Group revenue rose 6 per cent to $433.7 million, while gross profit climbed 11.1 per cent to $177.9 million, indicating the business is extracting more margin from each dollar of sales.

The latest update affirms company founder and CEO Ruslan Kogan's optimism when releasing the company's half-year results in February when he described the company's focus on delivering value to its growing customer base driving "significant momentum" across the company's business.

The core Kogan.com Australian business was the primary engine of the latest results, posting gross sales growth of 18.2 per cent and a 43.2 per cent jump in adjusted EBIT.

The Australian operation achieved an adjusted EBITDA margin of 11.5 per cent, well above the group average.

Active customers on the Kogan.com platform grew 9 per cent, helping push group active customers to 3.5 million as at 30 April 2026, up 4 per cent on the prior corresponding period.

Mighty Ape, the New Zealand-focused online retailer Kogan.com acquired in 2021, remains loss-making at the year-to-date level, recording an adjusted EBITDA loss of $3.8 million on gross sales that fell 14.2 per cent to $101.7 million.

The subsidiary swung from a $700,000 adjusted EBITDA profit in the prior corresponding period.

However, the company points to material improvement in the most recent four months.

Between January and April 2026, Mighty Ape's adjusted EBITDA losses halved, falling 52.8 per cent compared with the same four-month window a year earlier, while gross margin jumped 8.4 percentage points to 37.8 per cent.

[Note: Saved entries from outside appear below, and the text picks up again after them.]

//! Row-level expression evaluation with SQL three-valued logic

use crate::error::{ExecError, ExecResult};
use crate::plan::{BinaryOp, ColumnRef, Expr, ScalarFunc, UnaryOp};
use mt_core::{lookup_column, parse_timestamp, ColumnId, ColumnLookup, ScalarType, Value};
use regex::Regex;
use std::cmp::Ordering;

/// Evaluate `expr` against one row whose layout is `columns`
pub(crate) fn evaluate(expr: &Expr, columns: &[ColumnId], row: &[Value]) -> ExecResult<Value> {
    match expr {
        Expr::Column(col) => {
            let idx = column_index(columns, col)?;
            Ok(row[idx].clone())
        }
        Expr::Literal(v) => Ok(v.clone()),
        Expr::Position(pos) => pos
            .checked_sub(1)
            .and_then(|idx| row.get(idx))
            .cloned()
            .ok_or_else(|| ExecError::ColumnNotFound(format!("position {}", pos))),

        Expr::Binary { left, op, right } => match op {
            BinaryOp::And => {
                let l = truth(&evaluate(left, columns, row)?)?;
                if l == Some(false) {
                    return Ok(Value::Boolean(false));
                }
                let r = truth(&evaluate(right, columns, row)?)?;
                Ok(match (l, r) {
                    (_, Some(false)) => Value::Boolean(false),
                    (Some(true), Some(true)) => Value::Boolean(true),
                    _ => Value::Null,
                })
            }
            BinaryOp::Or => {
                let l = truth(&evaluate(left, columns, row)?)?;
                if l == Some(true) {
                    return Ok(Value::Boolean(true));
                }
                let r = truth(&evaluate(right, columns, row)?)?;
                Ok(match (l, r) {
                    (_, Some(true)) => Value::Boolean(true),
                    (Some(false), Some(false)) => Value::Boolean(false),
                    _ => Value::Null,
                })
            }
            _ => {
                let l = evaluate(left, columns, row)?;
                let r = evaluate(right, columns, row)?;
                binary(&l, *op, &r)
            }
        },

        Expr::Unary { op, expr } => {
            let v = evaluate(expr, columns, row)?;
            match (op, v) {
                (_, Value::Null) => Ok(Value::Null),
                (UnaryOp::Not, Value::Boolean(b)) => Ok(Value::Boolean(!b)),
                (UnaryOp::Neg, Value::Integer(i)) => Ok(i
                    .checked_neg()
                    .map_or(Value::Float(-(i as f64)), Value::Integer)),
                (UnaryOp::Neg, Value::Float(f)) => Ok(Value::Float(-f)),
                (op, v) => Err(ExecError::TypeError(format!(
                    "cannot apply {:?} to {}",
                    op,
                    v.scalar_type()
                ))),
            }
        }

        Expr::IsNull { expr, negated } => {
            let is_null = evaluate(expr, columns, row)?.is_null();
            Ok(Value::Boolean(is_null != *negated))
        }

        Expr::InList {
            expr,
            list,
            negated,
        } => {
            let needle = evaluate(expr, columns, row)?;
            let candidates = list
                .iter()
                .map(|e| evaluate(e, columns, row))
                .collect::<ExecResult<Vec<_>>>()?;
            Ok(in_list(&needle, &candidates, *negated))
        }

        Expr::Between {
            expr,
            low,
            high,
            negated,
        } => {
            let v = evaluate(expr, columns, row)?;
            let lo = compare(&v, &evaluate(low, columns, row)?)?;
            let hi = compare(&v, &evaluate(high, columns, row)?)?;
            Ok(match (lo, hi) {
                (Some(lo), Some(hi)) => {
                    Value::Boolean((lo != Ordering::Less && hi != Ordering::Greater) != *negated)
                }
                _ => Value::Null,
            })
        }

        Expr::Like {
            expr,
            pattern,
            negated,
            case_insensitive,
        } => {
            let v = evaluate(expr, columns, row)?;
            let p = evaluate(pattern, columns, row)?;
            if v.is_null() || p.is_null() {
                return Ok(Value::Null);
            }
            let re = like_regex(&p.to_string(), *case_insensitive)?;
            Ok(Value::Boolean(re.is_match(&v.to_string()) != *negated))
        }

        Expr::Case {
            branches,
            else_result,
        } => {
            for (condition, result) in branches {
                if truth(&evaluate(condition, columns, row)?)? == Some(true) {
                    return evaluate(result, columns, row);
                }
            }
            match else_result {
                Some(e) => evaluate(e, columns, row),
                None => Ok(Value::Null),
            }
        }

        Expr::Cast { expr, to } => cast(evaluate(expr, columns, row)?, *to),

        Expr::Function { func, args } => {
            let args = args
                .iter()
                .map(|e| evaluate(e, columns, row))
                .collect::<ExecResult<Vec<_>>>()?;
            call(*func, args)
        }

        Expr::Subquery(_) | Expr::InSubquery { .. } => Err(ExecError::Internal(
            "subquery reached row evaluation unprepared".to_string(),
        )),
    }
}

/// Index of a column reference in a row layout
pub(crate) fn column_index(columns: &[ColumnId], col: &ColumnRef) -> ExecResult<usize> {
    match lookup_column(columns, col.qualifier.as_deref(), &col.name) {
        ColumnLookup::Found(idx) => Ok(idx),
        ColumnLookup::Missing => Err(ExecError::ColumnNotFound(col.to_string())),
        ColumnLookup::Ambiguous => Err(ExecError::AmbiguousColumn(col.to_string())),
    }
}

/// Whether a predicate result keeps a row: only TRUE does
pub(crate) fn is_true(v: &Value) -> bool {
    matches!(v, Value::Boolean(true))
}

fn truth(v: &Value) -> ExecResult<Option<bool>> {
    match v {
        Value::Null => Ok(None),
        Value::Boolean(b) => Ok(Some(*b)),
        other => Err(ExecError::TypeError(format!(
            "expected boolean, got {}",
            other.scalar_type()
        ))),
    }
}

/// Compare two values; text against a number is compared numerically
fn compare(l: &Value, r: &Value) -> ExecResult<Option<Ordering>> {
    if l.is_null() || r.is_null() {
        return Ok(None);
    }
    if let Some(ord) = l.sql_cmp(r) {
        return Ok(Some(ord));
    }
    let coerced = match (l, r) {
        (Value::Text(t), n) | (n, Value::Text(t)) if n.as_f64().is_some() => {
            t.trim().parse::<f64>().ok().map(|parsed| {
                let other = n.as_f64().unwrap_or_default();
                if matches!(l, Value::Text(_)) {
                    parsed.partial_cmp(&other)
                } else {
                    other.partial_cmp(&parsed)
                }
            })
        }
        _ => None,
    };
    match coerced {
        Some(ord) => Ok(ord),
        None => Err(ExecError::TypeError(format!(
            "cannot compare {} with {}",
            l.scalar_type(),
            r.scalar_type()
        ))),
    }
}

fn in_list(needle: &Value, candidates: &[Value], negated: bool) -> Value {
    if needle.is_null() {
        return Value::Null;
    }
    let mut saw_null = false;
    for c in candidates {
        match compare(needle, c) {
            Ok(Some(Ordering::Equal)) => return Value::Boolean(!negated),
            Ok(None) => saw_null = true,
            _ => {}
        }
    }
    if saw_null {
        Value::Null
    } else {
        Value::Boolean(negated)
    }
}

fn binary(l: &Value, op: BinaryOp, r: &Value) -> ExecResult<Value> {
    use BinaryOp::*;
    match op {
        Eq | NotEq | Lt | LtEq | Gt | GtEq => {
            let Some(ord) = compare(l, r)? else {
                return Ok(Value::Null);
            };
            let result = match op {
                Eq => ord == Ordering::Equal,
                NotEq => ord != Ordering::Equal,
                Lt => ord == Ordering::Less,
                LtEq => ord != Ordering::Greater,
                Gt => ord == Ordering::Greater,
                _ => ord != Ordering::Less,
            };
            Ok(Value::Boolean(result))
        }
        Concat => {
            if l.is_null() || r.is_null() {
                Ok(Value::Null)
            } else {
                Ok(Value::Text(format!("{}{}", l, r)))
            }
        }
        Plus | Minus | Multiply | Divide | Modulo => arithmetic(l, op, r),
        And | Or => Err(ExecError::Internal("logical operator in arithmetic".to_string())),
    }
}

fn arithmetic(l: &Value, op: BinaryOp, r: &Value) -> ExecResult<Value> {
    if l.is_null() || r.is_null() {
        return Ok(Value::Null);
    }
    if let (Value::Integer(a), Value::Integer(b)) = (l, r) {
        let (a, b) = (*a, *b);
        let exact = match op {
            BinaryOp::Plus => a.checked_add(b),
            BinaryOp::Minus => a.checked_sub(b),
            BinaryOp::Multiply => a.checked_mul(b),
            BinaryOp::Modulo => {
                if b == 0 {
                    return Ok(Value::Null);
                }
                a.checked_rem(b)
            }
            _ => None,
        };
        if let Some(v) = exact {
            return Ok(Value::Integer(v));
        }
    }
    let (Some(a), Some(b)) = (l.as_f64(), r.as_f64()) else {
        return Err(ExecError::TypeError(format!(
            "cannot apply {:?} to {} and {}",
            op,
            l.scalar_type(),
            r.scalar_type()
        )));
    };
    let v = match op {
        BinaryOp::Plus => a + b,
        BinaryOp::Minus => a - b,
        BinaryOp::Multiply => a * b,
        BinaryOp::Divide | BinaryOp::Modulo if b == 0.0 => return Ok(Value::Null),
        BinaryOp::Divide => a / b,
        _ => a % b,
    };
    Ok(Value::Float(v))
}

/// Translate a LIKE pattern (`%`, `_`) into an anchored regex
fn like_regex(pattern: &str, case_insensitive: bool) -> ExecResult<Regex> {
    let mut re = String::with_capacity(pattern.len() + 8);
    re.push_str(if case_insensitive { "(?is)^" } else { "(?s)^" });
    for c in pattern.chars() {
        match c {
            '%' => re.push_str(".*"),
            '_' => re.push('.'),
            other => re.push_str(&regex::escape(&other.to_string())),
        }
    }
    re.push('$');
    Regex::new(&re).map_err(|e| ExecError::TypeError(format!("invalid LIKE pattern: {}", e)))
}

pub(crate) fn cast(v: Value, to: ScalarType) -> ExecResult<Value> {
    let fail = |v: &Value| {
        ExecError::TypeError(format!("cannot cast {} '{}' to {}", v.scalar_type(), v, to))
    };
    Ok(match (to, v) {
        (_, Value::Null) => Value::Null,
        (ScalarType::Unknown, v) => v,
        (ScalarType::Text, v) => Value::Text(v.to_string()),
        (ScalarType::Integer, Value::Integer(i)) => Value::Integer(i),
        (ScalarType::Integer, Value::Float(f)) => Value::Integer(f.round() as i64),
        (ScalarType::Integer, Value::Boolean(b)) => Value::Integer(b as i64),
        (ScalarType::Integer, Value::Text(s)) => {
            let t = s.trim();
            match t.parse::<i64>() {
                Ok(i) => Value::Integer(i),
                Err(_) => match t.parse::<f64>() {
                    Ok(f) => Value::Integer(f.round() as i64),
                    Err(_) => return Err(fail(&Value::Text(s))),
                },
            }
        }
        (ScalarType::Float, Value::Integer(i)) => Value::Float(i as f64),
        (ScalarType::Float, Value::Float(f)) => Value::Float(f),
        (ScalarType::Float, Value::Boolean(b)) => Value::Float(if b { 1.0 } else { 0.0 }),
        (ScalarType::Float, Value::Text(s)) => match s.trim().parse::<f64>() {
            Ok(f) => Value::Float(f),
            Err(_) => return Err(fail(&Value::Text(s))),
        },
        (ScalarType::Boolean, Value::Boolean(b)) => Value::Boolean(b),
        (ScalarType::Boolean, Value::Integer(i)) => Value::Boolean(i != 0),
        (ScalarType::Boolean, Value::Text(s)) => match s.trim().to_ascii_lowercase().as_str() {
            "true" | "t" | "1" | "yes" => Value::Boolean(true),
            "false" | "f" | "0" | "no" => Value::Boolean(false),
            _ => return Err(fail(&Value::Text(s))),
        },
        (ScalarType::Timestamp, Value::Timestamp(t)) => Value::Timestamp(t),
        (ScalarType::Timestamp, Value::Text(s)) => match parse_timestamp(&s) {
            Some(t) => Value::Timestamp(t),
            None => return Err(fail(&Value::Text(s))),
        },
        (_, v) => return Err(fail(&v)),
    })
}

fn call(func: ScalarFunc, args: Vec<Value>) -> ExecResult<Value> {
    let arity = |n: usize| {
        if args.len() == n {
            Ok(())
        } else {
            Err(ExecError::TypeError(format!(
                "{:?} expects {} argument(s), got {}",
                func,
                n,
                args.len()
            )))
        }
    };
    match func {
        ScalarFunc::Coalesce => Ok(args.into_iter().find(|v| !v.is_null()).unwrap_or(Value::Null)),
        ScalarFunc::Upper | ScalarFunc::Lower => {
            arity(1)?;
            Ok(match &args[0] {
                Value::Null => Value::Null,
                v if func == ScalarFunc::Upper => Value::Text(v.to_string().to_uppercase()),
                v => Value::Text(v.to_string().to_lowercase()),
            })
        }
        ScalarFunc::Length => {
            arity(1)?;
            Ok(match &args[0] {
                Value::Null => Value::Null,
                v => Value::Integer(v.to_string().chars().count() as i64),
            })
        }
        ScalarFunc::Abs => {
            arity(1)?;
            match &args[0] {
                Value::Null => Ok(Value::Null),
                Value::Integer(i) => Ok(i
                    .checked_abs()
                    .map_or(Value::Float((*i as f64).abs()), Value::Integer)),
                Value::Float(f) => Ok(Value::Float(f.abs())),
                v => Err(ExecError::TypeError(format!("ABS of {}", v.scalar_type()))),
            }
        }
        ScalarFunc::Round => {
            if args.is_empty() || args.len() > 2 {
                return Err(ExecError::TypeError(format!(
                    "Round expects 1 or 2 arguments, got {}",
                    args.len()
                )));
            }
            let digits = match args.get(1) {
                Some(Value::Null) => return Ok(Value::Null),
                Some(d) => d
                    .as_i64()
                    .ok_or_else(|| ExecError::TypeError("ROUND digits must be an integer".into()))?,
                None => 0,
            };
            match &args[0] {
                Value::Null => Ok(Value::Null),
                Value::Integer(i) => Ok(Value::Integer(*i)),
                Value::Float(f) => {
                    let scale = 10f64.powi(digits as i32);
                    Ok(Value::Float((f * scale).round() / scale))
                }
                v => Err(ExecError::TypeError(format!("ROUND of {}", v.scalar_type()))),
            }
        }
    }
}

The update comes nine months after Kogan.com wrote down $46.3 million in Mighty Ape goodwill in its FY25 results, citing website upgrade problems that disrupted the New Zealand business.

At the time, Kogan framed the issues as temporary and flagged a comprehensive reset of the Mighty Ape operation.

At the half-year mark on 31 December 2025, the group held $71.8 million in cash with no external debt and paid an interim dividend of 8c per share, up 14.3 per cent on the prior year.

The strong trading over the past 10 months lands amid a buoyant period for Australian e-commerce.

Australia Post data shows total online spending in Australia hit $82.6 billion in calendar year 2025, up 14 per cent year on year, providing a tailwind for pure-play online retailers.